- Problem: The lines from the start of the listing through the line containing "the main loop." should be printed exactly, and no other lines should be printed.

-- Given records follows --

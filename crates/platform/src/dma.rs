//! Hardware streaming abstraction
//!
//! The audio path is a hardware-triggered double buffer: once armed, the
//! peripheral consumes the front buffer, raises a buffer-exhausted event,
//! flips to the back buffer, and so on without CPU involvement. The event
//! handler only flips ownership and raises a refill flag; refills happen in
//! the main loop.

/// Hardware consumer of the two stream buffers.
pub trait AudioStream {
    /// Error type
    type Error: core::fmt::Debug;

    /// Arm continuous, hardware-autonomous consumption starting with the
    /// front buffer.
    ///
    /// Both buffers must already be primed.
    fn start(&mut self) -> Result<(), Self::Error>;

    /// Whether [`start`](Self::start) has been called.
    fn is_running(&self) -> bool;
}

-- Given records concluded --

- Written response:
filename crates/platform/src/dma.rs
//! Hardware streaming abstraction
//!
//! The audio path is a hardware-triggered double buffer: once armed, the
//! peripheral consumes the front buffer, raises a buffer-exhausted event,
//! flips to the back buffer, and so on without CPU involvement. The event
//! handler only flips ownership and raises a refill flag; refills happen in
//! the main loop.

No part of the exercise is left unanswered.